*Exercise directions*
Scan the listing below and copy each line holding the word "RenderStates".

*Records to process*

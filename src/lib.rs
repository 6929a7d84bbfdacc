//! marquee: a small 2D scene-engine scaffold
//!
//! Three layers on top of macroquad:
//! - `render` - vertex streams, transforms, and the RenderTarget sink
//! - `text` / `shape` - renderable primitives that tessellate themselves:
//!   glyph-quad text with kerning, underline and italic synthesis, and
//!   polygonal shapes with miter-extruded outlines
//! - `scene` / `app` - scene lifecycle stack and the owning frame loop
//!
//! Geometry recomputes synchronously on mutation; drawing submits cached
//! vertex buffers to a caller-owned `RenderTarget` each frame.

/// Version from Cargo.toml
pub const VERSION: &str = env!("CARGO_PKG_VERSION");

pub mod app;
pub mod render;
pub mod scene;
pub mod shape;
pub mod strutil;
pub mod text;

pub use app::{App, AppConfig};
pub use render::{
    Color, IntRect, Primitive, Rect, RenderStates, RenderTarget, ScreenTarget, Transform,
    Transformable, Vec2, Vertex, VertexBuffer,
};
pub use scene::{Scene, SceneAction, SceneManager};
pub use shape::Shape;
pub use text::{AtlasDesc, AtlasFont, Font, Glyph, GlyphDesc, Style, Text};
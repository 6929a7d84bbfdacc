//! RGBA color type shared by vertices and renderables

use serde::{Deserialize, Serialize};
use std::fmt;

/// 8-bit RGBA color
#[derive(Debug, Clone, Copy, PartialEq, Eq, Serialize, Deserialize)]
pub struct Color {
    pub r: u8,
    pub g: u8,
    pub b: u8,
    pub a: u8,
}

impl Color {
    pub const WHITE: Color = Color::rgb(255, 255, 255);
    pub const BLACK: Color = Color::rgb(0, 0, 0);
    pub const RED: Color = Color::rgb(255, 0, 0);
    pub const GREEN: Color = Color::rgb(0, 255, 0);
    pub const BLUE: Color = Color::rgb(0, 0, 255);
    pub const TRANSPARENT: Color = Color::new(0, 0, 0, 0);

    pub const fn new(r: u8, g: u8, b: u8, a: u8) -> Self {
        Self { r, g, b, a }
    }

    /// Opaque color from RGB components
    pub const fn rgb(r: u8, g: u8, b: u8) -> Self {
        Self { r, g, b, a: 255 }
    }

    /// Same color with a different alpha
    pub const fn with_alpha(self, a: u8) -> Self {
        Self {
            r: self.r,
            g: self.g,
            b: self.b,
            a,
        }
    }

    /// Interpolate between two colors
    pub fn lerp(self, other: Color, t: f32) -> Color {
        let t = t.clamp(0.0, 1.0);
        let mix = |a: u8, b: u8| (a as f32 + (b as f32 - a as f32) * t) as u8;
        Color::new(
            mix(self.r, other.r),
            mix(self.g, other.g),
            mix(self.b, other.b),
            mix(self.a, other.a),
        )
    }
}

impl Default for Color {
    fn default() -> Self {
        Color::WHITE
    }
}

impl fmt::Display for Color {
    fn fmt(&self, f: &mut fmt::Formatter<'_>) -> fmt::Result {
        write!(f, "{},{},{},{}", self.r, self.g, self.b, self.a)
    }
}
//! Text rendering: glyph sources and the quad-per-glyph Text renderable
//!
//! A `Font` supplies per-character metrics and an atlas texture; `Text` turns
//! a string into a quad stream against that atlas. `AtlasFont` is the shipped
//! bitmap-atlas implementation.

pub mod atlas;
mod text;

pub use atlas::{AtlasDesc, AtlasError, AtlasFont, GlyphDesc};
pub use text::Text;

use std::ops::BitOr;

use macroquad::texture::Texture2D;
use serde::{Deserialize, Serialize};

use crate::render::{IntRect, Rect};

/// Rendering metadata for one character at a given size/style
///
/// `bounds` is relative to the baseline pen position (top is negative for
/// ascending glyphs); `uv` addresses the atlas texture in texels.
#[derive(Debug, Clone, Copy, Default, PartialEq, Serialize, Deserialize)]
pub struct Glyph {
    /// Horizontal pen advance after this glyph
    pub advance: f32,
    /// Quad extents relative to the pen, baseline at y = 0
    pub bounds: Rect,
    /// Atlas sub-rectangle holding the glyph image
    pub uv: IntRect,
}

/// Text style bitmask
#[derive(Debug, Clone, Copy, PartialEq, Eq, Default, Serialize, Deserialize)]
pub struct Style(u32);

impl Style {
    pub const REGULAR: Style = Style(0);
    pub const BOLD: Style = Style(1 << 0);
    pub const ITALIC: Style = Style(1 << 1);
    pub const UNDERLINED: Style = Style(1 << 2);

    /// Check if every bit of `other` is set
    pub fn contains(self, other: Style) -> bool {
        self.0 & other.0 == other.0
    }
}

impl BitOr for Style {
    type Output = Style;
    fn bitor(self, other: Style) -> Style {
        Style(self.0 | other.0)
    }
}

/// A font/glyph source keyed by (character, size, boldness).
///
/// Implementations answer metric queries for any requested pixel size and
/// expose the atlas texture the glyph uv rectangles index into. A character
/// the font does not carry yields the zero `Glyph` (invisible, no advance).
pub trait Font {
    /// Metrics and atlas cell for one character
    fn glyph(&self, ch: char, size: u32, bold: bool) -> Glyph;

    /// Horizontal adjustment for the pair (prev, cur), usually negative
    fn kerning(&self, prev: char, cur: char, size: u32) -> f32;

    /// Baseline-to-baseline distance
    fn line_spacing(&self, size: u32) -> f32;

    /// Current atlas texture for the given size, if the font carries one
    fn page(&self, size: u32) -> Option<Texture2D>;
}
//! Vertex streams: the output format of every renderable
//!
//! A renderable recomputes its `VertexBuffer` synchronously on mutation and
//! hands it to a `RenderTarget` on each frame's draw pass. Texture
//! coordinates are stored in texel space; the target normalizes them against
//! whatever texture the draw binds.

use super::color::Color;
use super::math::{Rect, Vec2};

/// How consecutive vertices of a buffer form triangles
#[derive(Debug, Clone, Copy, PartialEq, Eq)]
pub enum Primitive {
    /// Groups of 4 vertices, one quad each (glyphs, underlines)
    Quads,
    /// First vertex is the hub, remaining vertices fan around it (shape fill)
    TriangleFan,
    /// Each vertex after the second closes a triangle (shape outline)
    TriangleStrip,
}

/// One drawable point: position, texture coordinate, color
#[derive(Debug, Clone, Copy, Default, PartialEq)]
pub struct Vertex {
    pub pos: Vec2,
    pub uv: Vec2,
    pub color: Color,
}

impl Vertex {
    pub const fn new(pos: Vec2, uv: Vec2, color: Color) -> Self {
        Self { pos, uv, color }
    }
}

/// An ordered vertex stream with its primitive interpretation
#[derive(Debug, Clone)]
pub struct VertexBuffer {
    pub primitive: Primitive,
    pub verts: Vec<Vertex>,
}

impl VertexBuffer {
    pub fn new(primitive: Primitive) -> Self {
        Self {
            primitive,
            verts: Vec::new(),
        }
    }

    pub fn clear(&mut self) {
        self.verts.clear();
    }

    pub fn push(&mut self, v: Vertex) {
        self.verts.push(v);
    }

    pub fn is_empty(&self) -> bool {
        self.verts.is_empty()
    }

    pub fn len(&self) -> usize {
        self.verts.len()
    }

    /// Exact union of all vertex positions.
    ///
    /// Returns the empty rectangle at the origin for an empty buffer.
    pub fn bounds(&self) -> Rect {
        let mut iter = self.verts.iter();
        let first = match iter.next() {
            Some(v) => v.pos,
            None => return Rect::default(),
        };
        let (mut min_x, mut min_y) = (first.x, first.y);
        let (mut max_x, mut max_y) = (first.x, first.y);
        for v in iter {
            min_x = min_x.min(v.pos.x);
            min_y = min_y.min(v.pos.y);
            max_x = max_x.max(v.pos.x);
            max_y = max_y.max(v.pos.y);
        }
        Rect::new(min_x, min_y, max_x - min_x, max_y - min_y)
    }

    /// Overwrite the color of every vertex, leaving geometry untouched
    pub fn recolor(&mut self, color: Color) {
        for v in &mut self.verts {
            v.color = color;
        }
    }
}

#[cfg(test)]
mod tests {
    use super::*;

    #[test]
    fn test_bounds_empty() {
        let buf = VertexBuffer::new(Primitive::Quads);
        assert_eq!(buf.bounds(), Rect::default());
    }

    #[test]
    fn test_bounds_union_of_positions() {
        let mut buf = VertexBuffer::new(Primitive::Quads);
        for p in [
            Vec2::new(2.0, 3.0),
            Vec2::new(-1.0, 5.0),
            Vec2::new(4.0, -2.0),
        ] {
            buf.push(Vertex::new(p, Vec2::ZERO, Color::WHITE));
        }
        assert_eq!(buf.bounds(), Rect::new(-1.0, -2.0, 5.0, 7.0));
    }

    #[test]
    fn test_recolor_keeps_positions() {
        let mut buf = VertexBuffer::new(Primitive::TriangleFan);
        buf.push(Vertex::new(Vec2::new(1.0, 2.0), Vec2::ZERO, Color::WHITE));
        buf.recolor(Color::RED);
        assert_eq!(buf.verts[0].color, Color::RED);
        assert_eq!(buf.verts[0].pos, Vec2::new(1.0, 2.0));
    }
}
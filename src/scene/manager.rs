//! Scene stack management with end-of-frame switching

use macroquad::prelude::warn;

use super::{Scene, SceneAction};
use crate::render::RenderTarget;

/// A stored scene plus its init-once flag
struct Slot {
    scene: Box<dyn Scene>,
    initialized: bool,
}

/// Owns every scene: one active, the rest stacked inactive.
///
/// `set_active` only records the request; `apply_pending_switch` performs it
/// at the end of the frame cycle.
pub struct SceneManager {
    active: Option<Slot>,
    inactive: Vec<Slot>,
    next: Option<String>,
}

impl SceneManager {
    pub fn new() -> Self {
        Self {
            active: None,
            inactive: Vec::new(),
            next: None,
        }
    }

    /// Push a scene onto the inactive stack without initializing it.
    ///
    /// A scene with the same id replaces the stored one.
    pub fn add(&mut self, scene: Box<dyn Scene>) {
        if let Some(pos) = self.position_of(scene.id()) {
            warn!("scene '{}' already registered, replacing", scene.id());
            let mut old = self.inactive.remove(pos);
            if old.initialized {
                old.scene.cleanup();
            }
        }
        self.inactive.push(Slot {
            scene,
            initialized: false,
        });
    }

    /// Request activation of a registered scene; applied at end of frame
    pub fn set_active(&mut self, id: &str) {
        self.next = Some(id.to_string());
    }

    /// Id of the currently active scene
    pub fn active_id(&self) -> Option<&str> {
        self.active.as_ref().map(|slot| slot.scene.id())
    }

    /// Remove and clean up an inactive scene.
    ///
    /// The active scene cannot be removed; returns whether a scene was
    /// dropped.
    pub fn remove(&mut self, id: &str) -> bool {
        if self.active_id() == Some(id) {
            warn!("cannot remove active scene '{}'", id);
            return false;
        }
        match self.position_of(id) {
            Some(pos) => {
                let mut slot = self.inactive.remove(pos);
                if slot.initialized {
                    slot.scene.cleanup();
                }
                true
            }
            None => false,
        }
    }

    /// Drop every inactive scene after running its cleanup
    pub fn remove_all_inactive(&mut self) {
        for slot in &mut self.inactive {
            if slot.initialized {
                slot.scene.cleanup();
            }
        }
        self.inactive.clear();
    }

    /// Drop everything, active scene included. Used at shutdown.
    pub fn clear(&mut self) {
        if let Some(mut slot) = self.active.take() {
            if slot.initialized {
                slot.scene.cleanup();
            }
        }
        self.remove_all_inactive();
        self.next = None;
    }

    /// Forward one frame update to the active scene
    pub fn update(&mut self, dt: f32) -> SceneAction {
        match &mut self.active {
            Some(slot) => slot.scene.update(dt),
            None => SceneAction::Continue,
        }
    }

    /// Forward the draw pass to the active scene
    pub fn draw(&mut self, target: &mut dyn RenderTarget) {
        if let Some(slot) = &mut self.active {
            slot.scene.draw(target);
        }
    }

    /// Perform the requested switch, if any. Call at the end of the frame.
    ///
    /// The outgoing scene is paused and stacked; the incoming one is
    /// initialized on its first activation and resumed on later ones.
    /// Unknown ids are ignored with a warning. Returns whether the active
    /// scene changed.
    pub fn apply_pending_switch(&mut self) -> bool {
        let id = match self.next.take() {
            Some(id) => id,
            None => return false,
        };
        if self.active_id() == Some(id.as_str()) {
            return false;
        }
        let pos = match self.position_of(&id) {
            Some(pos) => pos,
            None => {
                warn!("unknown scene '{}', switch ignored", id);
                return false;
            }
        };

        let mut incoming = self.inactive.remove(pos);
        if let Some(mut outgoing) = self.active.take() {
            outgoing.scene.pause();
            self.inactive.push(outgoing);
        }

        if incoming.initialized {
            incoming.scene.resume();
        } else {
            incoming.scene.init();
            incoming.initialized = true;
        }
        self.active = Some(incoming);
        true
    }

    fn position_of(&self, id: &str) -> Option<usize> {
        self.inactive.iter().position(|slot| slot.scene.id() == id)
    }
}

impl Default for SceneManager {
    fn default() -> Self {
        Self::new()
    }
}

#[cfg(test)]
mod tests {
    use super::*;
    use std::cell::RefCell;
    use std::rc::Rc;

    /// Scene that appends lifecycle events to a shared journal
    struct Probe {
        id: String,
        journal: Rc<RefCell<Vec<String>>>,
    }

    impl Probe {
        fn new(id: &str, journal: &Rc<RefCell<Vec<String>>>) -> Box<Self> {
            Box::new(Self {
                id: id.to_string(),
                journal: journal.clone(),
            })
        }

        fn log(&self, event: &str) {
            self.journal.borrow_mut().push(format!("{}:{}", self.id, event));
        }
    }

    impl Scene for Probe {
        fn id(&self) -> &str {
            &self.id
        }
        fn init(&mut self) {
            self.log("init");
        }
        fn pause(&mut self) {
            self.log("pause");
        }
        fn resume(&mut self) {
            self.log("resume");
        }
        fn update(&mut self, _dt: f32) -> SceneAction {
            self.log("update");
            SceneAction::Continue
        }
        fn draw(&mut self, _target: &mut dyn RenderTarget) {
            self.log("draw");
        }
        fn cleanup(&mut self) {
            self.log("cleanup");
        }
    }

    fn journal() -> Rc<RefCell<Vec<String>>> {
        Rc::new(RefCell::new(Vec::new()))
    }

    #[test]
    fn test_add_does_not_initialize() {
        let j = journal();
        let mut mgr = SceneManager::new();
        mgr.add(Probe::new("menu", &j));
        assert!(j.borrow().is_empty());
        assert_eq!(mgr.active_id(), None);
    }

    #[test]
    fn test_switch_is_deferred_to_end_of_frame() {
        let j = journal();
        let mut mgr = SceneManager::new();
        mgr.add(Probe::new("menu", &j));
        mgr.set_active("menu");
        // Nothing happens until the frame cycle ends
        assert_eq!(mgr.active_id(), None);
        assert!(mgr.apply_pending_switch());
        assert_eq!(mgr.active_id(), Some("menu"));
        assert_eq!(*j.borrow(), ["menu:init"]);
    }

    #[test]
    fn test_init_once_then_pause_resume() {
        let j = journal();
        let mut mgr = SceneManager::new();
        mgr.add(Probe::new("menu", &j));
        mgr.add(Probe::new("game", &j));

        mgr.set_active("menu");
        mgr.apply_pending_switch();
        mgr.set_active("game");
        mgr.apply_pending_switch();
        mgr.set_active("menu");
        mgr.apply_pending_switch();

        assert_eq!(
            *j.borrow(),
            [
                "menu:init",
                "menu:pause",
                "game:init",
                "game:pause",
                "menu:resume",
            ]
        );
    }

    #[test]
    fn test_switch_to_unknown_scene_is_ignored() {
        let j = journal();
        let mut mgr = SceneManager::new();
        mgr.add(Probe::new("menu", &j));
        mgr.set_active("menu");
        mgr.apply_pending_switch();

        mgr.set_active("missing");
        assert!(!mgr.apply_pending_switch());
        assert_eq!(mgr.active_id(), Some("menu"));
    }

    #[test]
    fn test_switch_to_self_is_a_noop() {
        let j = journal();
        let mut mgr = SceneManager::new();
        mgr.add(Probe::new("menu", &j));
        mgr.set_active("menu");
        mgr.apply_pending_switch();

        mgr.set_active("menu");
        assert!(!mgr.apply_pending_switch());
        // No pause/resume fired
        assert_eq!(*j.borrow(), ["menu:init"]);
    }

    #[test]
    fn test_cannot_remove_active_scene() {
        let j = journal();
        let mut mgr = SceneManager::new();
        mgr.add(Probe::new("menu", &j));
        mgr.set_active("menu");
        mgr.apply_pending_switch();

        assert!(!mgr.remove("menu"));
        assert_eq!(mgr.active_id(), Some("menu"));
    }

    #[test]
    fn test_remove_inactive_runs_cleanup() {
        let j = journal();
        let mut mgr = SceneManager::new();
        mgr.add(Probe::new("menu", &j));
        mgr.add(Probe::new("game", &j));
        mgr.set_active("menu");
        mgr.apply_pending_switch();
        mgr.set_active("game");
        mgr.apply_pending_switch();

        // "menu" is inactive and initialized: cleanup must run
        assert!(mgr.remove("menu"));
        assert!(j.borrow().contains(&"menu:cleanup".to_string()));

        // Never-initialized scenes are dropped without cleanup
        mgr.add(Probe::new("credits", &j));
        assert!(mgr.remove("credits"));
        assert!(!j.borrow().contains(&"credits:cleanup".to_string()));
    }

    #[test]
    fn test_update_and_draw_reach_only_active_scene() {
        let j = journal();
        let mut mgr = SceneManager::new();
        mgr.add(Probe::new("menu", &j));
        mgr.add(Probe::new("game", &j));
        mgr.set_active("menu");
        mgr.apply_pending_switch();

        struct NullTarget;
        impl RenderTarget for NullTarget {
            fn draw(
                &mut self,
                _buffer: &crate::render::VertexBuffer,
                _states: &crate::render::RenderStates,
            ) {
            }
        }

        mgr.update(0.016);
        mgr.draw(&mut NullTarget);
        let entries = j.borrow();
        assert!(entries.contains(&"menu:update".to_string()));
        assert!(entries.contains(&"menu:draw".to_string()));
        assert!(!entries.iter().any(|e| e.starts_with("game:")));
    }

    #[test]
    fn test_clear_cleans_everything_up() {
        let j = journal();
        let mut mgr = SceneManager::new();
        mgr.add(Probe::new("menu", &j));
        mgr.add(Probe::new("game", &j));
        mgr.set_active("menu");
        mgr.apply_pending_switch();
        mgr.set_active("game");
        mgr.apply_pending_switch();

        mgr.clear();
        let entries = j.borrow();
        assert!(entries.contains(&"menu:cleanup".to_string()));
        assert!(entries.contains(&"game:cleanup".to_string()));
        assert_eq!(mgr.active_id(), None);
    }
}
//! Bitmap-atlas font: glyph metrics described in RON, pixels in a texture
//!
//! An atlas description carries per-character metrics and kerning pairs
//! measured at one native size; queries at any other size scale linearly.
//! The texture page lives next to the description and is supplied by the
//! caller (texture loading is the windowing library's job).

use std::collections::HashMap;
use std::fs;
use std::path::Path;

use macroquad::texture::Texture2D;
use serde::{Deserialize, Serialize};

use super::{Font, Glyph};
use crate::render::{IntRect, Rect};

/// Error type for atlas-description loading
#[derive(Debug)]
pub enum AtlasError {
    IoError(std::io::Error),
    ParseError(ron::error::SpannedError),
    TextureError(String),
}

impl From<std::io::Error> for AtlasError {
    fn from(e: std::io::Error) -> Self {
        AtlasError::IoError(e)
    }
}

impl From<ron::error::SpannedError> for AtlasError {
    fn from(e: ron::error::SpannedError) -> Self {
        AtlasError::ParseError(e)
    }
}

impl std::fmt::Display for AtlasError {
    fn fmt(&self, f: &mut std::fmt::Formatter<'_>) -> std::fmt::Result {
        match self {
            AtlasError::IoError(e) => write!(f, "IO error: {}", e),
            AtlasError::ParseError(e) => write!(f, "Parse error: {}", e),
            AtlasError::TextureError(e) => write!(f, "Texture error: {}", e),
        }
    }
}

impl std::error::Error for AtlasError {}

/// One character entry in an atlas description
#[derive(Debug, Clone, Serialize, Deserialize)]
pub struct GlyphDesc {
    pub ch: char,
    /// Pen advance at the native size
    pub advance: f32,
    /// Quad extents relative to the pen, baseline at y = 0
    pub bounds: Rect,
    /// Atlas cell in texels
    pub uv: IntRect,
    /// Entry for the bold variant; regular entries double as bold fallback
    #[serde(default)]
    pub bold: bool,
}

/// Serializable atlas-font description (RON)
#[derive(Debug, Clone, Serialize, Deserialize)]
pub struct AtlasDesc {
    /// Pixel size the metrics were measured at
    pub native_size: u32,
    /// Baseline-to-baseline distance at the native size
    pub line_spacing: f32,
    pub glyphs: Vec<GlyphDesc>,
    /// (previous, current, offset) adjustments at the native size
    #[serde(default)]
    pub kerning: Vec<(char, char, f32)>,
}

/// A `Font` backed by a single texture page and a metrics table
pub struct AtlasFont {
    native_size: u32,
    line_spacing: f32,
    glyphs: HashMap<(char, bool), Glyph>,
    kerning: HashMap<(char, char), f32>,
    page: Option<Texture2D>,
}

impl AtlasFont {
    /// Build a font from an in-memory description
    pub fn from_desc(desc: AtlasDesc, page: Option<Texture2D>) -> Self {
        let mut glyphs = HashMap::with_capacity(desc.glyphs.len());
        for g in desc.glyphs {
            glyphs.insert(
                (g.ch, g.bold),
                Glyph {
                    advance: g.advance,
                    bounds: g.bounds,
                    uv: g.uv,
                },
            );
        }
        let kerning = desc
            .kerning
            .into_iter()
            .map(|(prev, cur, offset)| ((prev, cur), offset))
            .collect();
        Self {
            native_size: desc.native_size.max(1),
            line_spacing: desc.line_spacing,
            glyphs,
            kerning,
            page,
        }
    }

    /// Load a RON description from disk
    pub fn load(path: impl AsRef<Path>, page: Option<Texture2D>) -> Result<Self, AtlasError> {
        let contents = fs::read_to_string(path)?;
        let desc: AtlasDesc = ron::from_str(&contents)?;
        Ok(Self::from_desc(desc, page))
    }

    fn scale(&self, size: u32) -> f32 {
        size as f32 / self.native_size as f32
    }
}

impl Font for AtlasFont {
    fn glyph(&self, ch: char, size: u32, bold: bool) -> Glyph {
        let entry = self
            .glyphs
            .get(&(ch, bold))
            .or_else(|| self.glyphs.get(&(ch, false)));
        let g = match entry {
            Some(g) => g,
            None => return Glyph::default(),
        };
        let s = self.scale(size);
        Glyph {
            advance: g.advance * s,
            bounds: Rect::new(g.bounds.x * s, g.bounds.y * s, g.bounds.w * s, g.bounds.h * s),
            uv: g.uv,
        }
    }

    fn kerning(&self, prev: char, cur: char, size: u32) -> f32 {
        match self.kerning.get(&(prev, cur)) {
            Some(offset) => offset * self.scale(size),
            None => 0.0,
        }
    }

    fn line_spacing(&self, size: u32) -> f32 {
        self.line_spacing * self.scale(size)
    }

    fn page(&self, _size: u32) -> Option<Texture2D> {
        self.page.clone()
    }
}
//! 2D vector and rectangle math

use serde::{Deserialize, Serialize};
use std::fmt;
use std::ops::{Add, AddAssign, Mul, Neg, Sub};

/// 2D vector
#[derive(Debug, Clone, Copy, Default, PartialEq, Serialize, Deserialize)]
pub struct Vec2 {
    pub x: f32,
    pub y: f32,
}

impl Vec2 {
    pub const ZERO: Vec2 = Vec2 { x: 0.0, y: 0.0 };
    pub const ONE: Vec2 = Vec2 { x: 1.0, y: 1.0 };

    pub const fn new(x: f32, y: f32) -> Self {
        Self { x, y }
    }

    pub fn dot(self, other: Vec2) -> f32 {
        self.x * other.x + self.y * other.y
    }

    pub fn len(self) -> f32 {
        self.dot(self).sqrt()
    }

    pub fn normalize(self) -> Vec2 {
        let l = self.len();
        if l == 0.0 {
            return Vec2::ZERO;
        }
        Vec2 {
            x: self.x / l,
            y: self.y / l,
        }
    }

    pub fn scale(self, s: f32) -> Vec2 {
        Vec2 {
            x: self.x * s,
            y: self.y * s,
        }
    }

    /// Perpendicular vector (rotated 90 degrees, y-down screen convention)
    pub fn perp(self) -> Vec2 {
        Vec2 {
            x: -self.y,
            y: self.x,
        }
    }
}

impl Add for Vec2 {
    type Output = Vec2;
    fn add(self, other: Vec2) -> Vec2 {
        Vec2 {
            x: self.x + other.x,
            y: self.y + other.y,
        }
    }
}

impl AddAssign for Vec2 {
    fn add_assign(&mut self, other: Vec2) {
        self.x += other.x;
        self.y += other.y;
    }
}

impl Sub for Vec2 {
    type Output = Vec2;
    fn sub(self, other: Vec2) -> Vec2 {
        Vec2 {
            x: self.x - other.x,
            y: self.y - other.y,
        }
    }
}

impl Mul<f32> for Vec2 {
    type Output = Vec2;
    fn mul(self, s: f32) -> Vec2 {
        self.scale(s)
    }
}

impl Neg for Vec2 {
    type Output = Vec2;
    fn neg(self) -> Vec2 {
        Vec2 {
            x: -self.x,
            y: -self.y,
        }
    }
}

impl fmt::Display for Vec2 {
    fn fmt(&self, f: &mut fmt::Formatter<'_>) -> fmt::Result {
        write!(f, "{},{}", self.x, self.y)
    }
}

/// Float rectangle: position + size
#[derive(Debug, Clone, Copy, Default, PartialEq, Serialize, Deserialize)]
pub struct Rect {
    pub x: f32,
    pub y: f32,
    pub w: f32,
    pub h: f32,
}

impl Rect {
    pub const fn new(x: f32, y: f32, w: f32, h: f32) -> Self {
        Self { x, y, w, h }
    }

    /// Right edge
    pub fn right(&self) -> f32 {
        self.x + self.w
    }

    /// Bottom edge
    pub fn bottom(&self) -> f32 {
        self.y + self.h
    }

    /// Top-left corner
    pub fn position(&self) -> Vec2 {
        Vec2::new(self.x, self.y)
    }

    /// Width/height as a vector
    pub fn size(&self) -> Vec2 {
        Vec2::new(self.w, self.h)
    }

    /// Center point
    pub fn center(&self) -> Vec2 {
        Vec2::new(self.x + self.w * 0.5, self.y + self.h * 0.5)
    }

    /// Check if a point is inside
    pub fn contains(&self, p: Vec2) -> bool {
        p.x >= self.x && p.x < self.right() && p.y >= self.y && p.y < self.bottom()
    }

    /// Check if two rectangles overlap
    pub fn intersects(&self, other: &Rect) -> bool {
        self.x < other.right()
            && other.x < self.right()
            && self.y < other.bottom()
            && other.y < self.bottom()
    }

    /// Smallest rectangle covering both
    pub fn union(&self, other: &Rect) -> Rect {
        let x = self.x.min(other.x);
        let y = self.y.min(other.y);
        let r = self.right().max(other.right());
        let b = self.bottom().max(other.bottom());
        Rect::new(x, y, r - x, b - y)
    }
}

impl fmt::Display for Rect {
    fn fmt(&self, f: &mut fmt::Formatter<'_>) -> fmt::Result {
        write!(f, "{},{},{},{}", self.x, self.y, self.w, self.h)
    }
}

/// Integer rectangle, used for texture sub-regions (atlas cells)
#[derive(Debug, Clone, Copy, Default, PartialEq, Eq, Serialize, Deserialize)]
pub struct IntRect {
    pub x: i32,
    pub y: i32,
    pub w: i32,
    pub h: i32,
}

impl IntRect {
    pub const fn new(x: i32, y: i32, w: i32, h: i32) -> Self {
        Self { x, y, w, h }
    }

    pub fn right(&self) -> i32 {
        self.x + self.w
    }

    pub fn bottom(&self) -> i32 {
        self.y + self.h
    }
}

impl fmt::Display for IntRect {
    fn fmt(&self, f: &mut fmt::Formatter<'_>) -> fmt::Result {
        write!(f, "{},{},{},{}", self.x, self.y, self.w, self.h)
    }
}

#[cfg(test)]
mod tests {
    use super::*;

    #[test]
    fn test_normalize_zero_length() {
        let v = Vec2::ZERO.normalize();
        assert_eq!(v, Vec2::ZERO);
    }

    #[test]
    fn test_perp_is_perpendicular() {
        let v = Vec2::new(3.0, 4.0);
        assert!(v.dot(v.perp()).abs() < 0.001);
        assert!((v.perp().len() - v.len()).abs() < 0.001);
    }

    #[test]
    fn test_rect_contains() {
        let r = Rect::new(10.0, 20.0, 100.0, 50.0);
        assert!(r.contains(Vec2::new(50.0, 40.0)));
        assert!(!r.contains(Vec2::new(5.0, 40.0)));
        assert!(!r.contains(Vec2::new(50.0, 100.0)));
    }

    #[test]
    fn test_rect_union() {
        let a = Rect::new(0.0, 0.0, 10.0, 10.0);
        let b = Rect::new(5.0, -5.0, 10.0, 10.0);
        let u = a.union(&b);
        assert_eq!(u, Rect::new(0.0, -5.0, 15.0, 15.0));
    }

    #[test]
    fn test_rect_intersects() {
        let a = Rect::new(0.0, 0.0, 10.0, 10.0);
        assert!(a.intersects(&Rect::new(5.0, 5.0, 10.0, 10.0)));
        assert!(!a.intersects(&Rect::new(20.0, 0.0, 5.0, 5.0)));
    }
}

*Solution for this task*
    Color, IntRect, Primitive, Rect, RenderStates, RenderTarget, ScreenTarget, Transform,
                _states: &crate::render::RenderStates,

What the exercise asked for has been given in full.